The company characterises a network in terms of overall loss/ delay. Taking that into account and controlling the congestion for each stream it processes, PNS can control quality attenuation.
Using two ADSL modems over BT's network, for example, the end to end delay budget for voice is 150ms. "You need 60% [of the budget] just to get out of the premises, 30% to get into the premises at the other end, and 10% across the core network," said Davies. As long as the ADSL modem does not overdrive the network, the BT network will not try to shape – or rate limit – the stream. And it is such traffic shaping that introduces undue delay; enough to destroy VoIP call quality.
"We avoid any traffic management policies being imposed [on the stream by the network provider] by preshaping the traffic," said Davies.
"We've found the core is predictable; there is a bound on the delay, jitter and loss that it introduces to packet streams flowing across it," he said. "However, this only applies if you stay within the 'predictable region of operation' for that infrastructure. For an ADSL operator, it means avoiding a rate limiter in the broadband remote access server; for other operators, it means avoiding falling foul of their heavy user management system. We make sure the composite traffic stream has that property."

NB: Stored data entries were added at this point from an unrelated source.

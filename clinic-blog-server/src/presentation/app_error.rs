use axum::{
    Json,
    http::StatusCode,
    response::{IntoResponse, Response},
};
use chrono::{DateTime, Utc};
use serde::Serialize;
use thiserror::Error;
use tracing::{error, warn};
use utoipa::ToSchema;

use crate::domain::error::{AssemblyError, DomainError};

#[derive(Debug, Error)]
pub(crate) enum AppError {
    #[error(transparent)]
    Domain(#[from] DomainError),

    #[error(transparent)]
    Assembly(#[from] AssemblyError),
}

pub(crate) type AppResult<T> = Result<T, AppError>;

#[derive(Debug, Serialize, ToSchema)]
pub(crate) struct ErrorBody {
    pub(crate) error: String,
    #[serde(skip_serializing_if = "Option::is_none")]
    pub(crate) details: Option<String>,
    pub(crate) timestamp: DateTime<Utc>,
}

impl IntoResponse for AppError {
    fn into_response(self) -> Response {
        let (status, error, details) = match self {
            AppError::Domain(DomainError::NotFound(what)) => {
                (StatusCode::NOT_FOUND, "not found".to_string(), Some(what))
            }
            AppError::Domain(DomainError::Fetch(err)) => {
                error!(error = %err, kind = err.kind(), "content fetch failed");
                (
                    StatusCode::INTERNAL_SERVER_ERROR,
                    "failed to fetch content".to_string(),
                    Some(err.kind().to_string()),
                )
            }
            AppError::Assembly(err) => {
                warn!(error = %err, "response assembly failed");
                (
                    StatusCode::INTERNAL_SERVER_ERROR,
                    "failed to assemble response".to_string(),
                    None,
                )
            }
        };

        let body = ErrorBody {
            error,
            details,
            timestamp: Utc::now(),
        };
        (status, Json(body)).into_response()
    }
}
//! Timer engine - rest countdown and session clock
//!
//! Both timers tick from their own tokio task. Cancelling one never
//! touches the other, and a tick that fires after cancellation is a no-op.

pub mod rest;
pub mod session;

pub use rest::{Countdown, RestTimer, Tick};
pub use session::SessionTimer;

use std::time::Duration;

use chrono::{DateTime, Utc};
use tokio::sync::mpsc::{self, UnboundedReceiver};

pub(crate) const TICK: Duration = Duration::from_secs(1);

#[derive(Debug, Clone, Copy, PartialEq, Eq, Default)]
pub enum TimerPhase {
    #[default]
    Idle,
    Running,
    Finished,
}

/// Notifications emitted by the timers
#[derive(Debug, Clone, Copy, PartialEq, Eq)]
pub enum TimerEvent {
    RestTick { remaining: u32 },
    /// Rest countdown reached zero on its own (not via reset)
    RestFinished,
    /// Prompt to re-read the session elapsed time
    SessionTick,
}

/// The rest timer and the session timer of the single active workout
pub struct TimerEngine {
    rest: RestTimer,
    session: SessionTimer,
}

impl TimerEngine {
    pub fn new() -> (Self, UnboundedReceiver<TimerEvent>) {
        let (tx, rx) = mpsc::unbounded_channel();
        let engine = Self {
            rest: RestTimer::new(tx.clone()),
            session: SessionTimer::new(tx),
        };
        (engine, rx)
    }

    pub fn start_rest(&mut self, duration_secs: u32) {
        self.rest.start(duration_secs);
    }

    pub fn reset_rest(&mut self) {
        self.rest.reset();
    }

    pub fn start_session(&mut self, now: DateTime<Utc>) {
        self.session.start(now);
    }

    pub fn stop_session(&mut self) {
        self.session.stop();
    }

    /// Reset both timers
    pub fn stop_all(&mut self) {
        self.rest.reset();
        self.session.stop();
    }

    pub fn rest(&self) -> &RestTimer {
        &self.rest
    }

    pub fn session(&self) -> &SessionTimer {
        &self.session
    }
}

/// Format seconds as `MM:SS`, or `HH:MM:SS` from one hour on
pub fn format_elapsed(total_secs: u64) -> String {
    let hours = total_secs / 3600;
    let minutes = (total_secs % 3600) / 60;
    let seconds = total_secs % 60;
    if hours > 0 {
        format!("{:02}:{:02}:{:02}", hours, minutes, seconds)
    } else {
        format!("{:02}:{:02}", minutes, seconds)
    }
}

#[cfg(test)]
mod tests {
    use super::*;
    use chrono::TimeZone;

    #[test]
    fn test_format_elapsed() {
        assert_eq!(format_elapsed(0), "00:00");
        assert_eq!(format_elapsed(75), "01:15");
        assert_eq!(format_elapsed(3599), "59:59");
        assert_eq!(format_elapsed(3600), "01:00:00");
        assert_eq!(format_elapsed(3725), "01:02:05");
    }

    #[tokio::test(start_paused = true)]
    async fn test_reset_rest_leaves_session_running() {
        let (mut engine, mut rx) = TimerEngine::new();
        let start = Utc.with_ymd_and_hms(2024, 6, 1, 7, 0, 0).unwrap();
        engine.start_session(start);
        engine.start_rest(30);
        engine.reset_rest();

        tokio::time::sleep(Duration::from_millis(1500)).await;
        assert_eq!(rx.recv().await, Some(TimerEvent::SessionTick));
        assert!(!engine.rest().is_active());
        assert_eq!(engine.session().started_at(), Some(start));
    }

    #[tokio::test]
    async fn test_stop_all() {
        let (mut engine, _rx) = TimerEngine::new();
        engine.start_session(Utc::now());
        engine.start_rest(60);
        engine.stop_all();
        assert_eq!(engine.rest().remaining(), 0);
        assert!(engine.session().started_at().is_none());
    }
}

Network topologies tend to be tree like, he says, such that if the properties of the contention points of the paths to the destination are known, all that shaping can be brought back and used before the packets are introduced to the network (see fig 2). "They are spaced in such a way that they never contend with themselves down the line," said Davies.
But that requires contention to be worked out and broken down, based on the individual links. "You don't have to solve this end to end; you can solve it hop by hop," said Davies, "and this is relatively straightforward."
Operators' networks have a well understood, relatively fixed configuration and, while there may be redundant paths, networks don't change very often. "[The nature of] BT's network hasn't changed in six years," said Davies.
For the ADSL example, by using PNS' traffic preshaping, the upstream's traffic's variability is limited to less than 5ms of the 15 to 20ms budget.
PNS performs traffic preshaping using a low cost scheduling algorithm implemented in software. Hardware acceleration, using an fpga, is only needed for data rates in excess of 10Gbit/s. "This is an edge device," said Davies. "We also have a device – a contention manager – that sits in the centre of the network."
Because the network topology being connected to is known, the biggest streams the contention manager must process are some 200Mbit/s. "You can have a rack of contention managers, each taking a portion of the [routing table's] traffic," said Davies. "It forces all the contention to occur at the contention manager, which then manages it."
PNS has developed a suite of software tools to measure a network's quality attenuation performance. It is providing consultancy to operators, large enterprises and government agencies to assess their networks' performance. BT has evaluated the technology and is using it in trials for specialist services.
Davies admits that it has been hard to sell the concept to operators, partly because they believe their networks are working fine and delivering quality service. "People don't believe they have a problem, although they do," he said.
But what Davies says the technology has shown is that operators are continually upgrading their networks prematurely. "We are helping companies by providing measurements that show they are running their networks at very low utilisations and upgrading very early, otherwise they can't cope with the operational problems they incur."
Tackling quality attenuation is also a must as consumers connect more devices – such as femtocells – to their broadband. "I can make small cells work over ADSL," Davies concluded. "I've got one over the top of the house serving the village."